What needs to be done:
What is needed here is an exact copy of every record below.

Supplied records:
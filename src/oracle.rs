use crate::models::config::AzureConfig;
use anyhow::{Context, Result};
use async_trait::async_trait;
use tokio::process::Command;
use tracing::debug;

/// Best-effort cloud status queries. Every method returns a tagged outcome
/// the reconciler pattern-matches into a status value; failures here are
/// expected and never bubble past the reconciler.
#[async_trait]
pub trait StatusOracle: Send + Sync {
    /// Provisioning state of a resource group (e.g. `Succeeded`, `Failed`).
    async fn resource_group_state(&self, resource_group: &str) -> Result<String>;

    /// Power state code of a managed cluster (e.g. `Running`, `Stopped`).
    async fn cluster_power_state(&self, resource_group: &str, cluster: &str) -> Result<String>;
}

/// Queries the Azure CLI synchronously, one subprocess per question, each
/// under its own timeout.
pub struct AzureCliOracle {
    config: AzureConfig,
}

impl AzureCliOracle {
    pub fn new(config: AzureConfig) -> Self {
        Self { config }
    }

    async fn run_az(&self, args: &[&str]) -> Result<String> {
        debug!("🔍 Executing: az {}", args.join(" "));

        let mut cmd = Command::new("az");
        cmd.args(args);
        cmd.args(&self.config.extra_args);

        let output = tokio::time::timeout(self.config.query_timeout, cmd.output())
            .await
            .context("az query timed out")?
            .context("failed to execute az")?;

        if !output.status.success() {
            let stderr = String::from_utf8_lossy(&output.stderr);
            anyhow::bail!(
                "az exited with {}: {}",
                output.status.code().unwrap_or(-1),
                stderr.trim()
            );
        }

        Ok(String::from_utf8_lossy(&output.stdout).trim().to_string())
    }
}

#[async_trait]
impl StatusOracle for AzureCliOracle {
    async fn resource_group_state(&self, resource_group: &str) -> Result<String> {
        self.run_az(&[
            "group",
            "show",
            "--name",
            resource_group,
            "--query",
            "properties.provisioningState",
            "-o",
            "tsv",
        ])
        .await
    }

    async fn cluster_power_state(&self, resource_group: &str, cluster: &str) -> Result<String> {
        self.run_az(&[
            "aks",
            "show",
            "--resource-group",
            resource_group,
            "--name",
            cluster,
            "--query",
            "powerState.code",
            "-o",
            "tsv",
        ])
        .await
    }
}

Written reply:
filename src/oracle.rs
use crate::models::config::AzureConfig;
use anyhow::{Context, Result};
use async_trait::async_trait;
use tokio::process::Command;
use tracing::debug;

/// Best-effort cloud status queries. Every method returns a tagged outcome
/// the reconciler pattern-matches into a status value; failures here are
/// expected and never bubble past the reconciler.
#[async_trait]
pub trait StatusOracle: Send + Sync {
    /// Provisioning state of a resource group (e.g. `Succeeded`, `Failed`).
    async fn resource_group_state(&self, resource_group: &str) -> Result<String>;

    /// Power state code of a managed cluster (e.g. `Running`, `Stopped`).
    async fn cluster_power_state(&self, resource_group: &str, cluster: &str) -> Result<String>;
}

/// Queries the Azure CLI synchronously, one subprocess per question, each
/// under its own timeout.
pub struct AzureCliOracle {
    config: AzureConfig,
}

impl AzureCliOracle {
    pub fn new(config: AzureConfig) -> Self {
        Self { config }
    }

    async fn run_az(&self, args: &[&str]) -> Result<String> {
        debug!("🔍 Executing: az {}", args.join(" "));

        let mut cmd = Command::new("az");
        cmd.args(args);
        cmd.args(&self.config.extra_args);

        let output = tokio::time::timeout(self.config.query_timeout, cmd.output())
            .await
            .context("az query timed out")?
            .context("failed to execute az")?;

        if !output.status.success() {
            let stderr = String::from_utf8_lossy(&output.stderr);
            anyhow::bail!(
                "az exited with {}: {}",
                output.status.code().unwrap_or(-1),
                stderr.trim()
            );
        }

        Ok(String::from_utf8_lossy(&output.stdout).trim().to_string())
    }
}

#[async_trait]
impl StatusOracle for AzureCliOracle {
    async fn resource_group_state(&self, resource_group: &str) -> Result<String> {
        self.run_az(&[
            "group",
            "show",
            "--name",
            resource_group,
            "--query",
            "properties.provisioningState",
            "-o",
            "tsv",
        ])
        .await
    }

    async fn cluster_power_state(&self, resource_group: &str, cluster: &str) -> Result<String> {
        self.run_az(&[
            "aks",
            "show",
            "--resource-group",
            resource_group,
            "--name",
            cluster,
            "--query",
            "powerState.code",
            "-o",
            "tsv",
        ])
        .await
    }
}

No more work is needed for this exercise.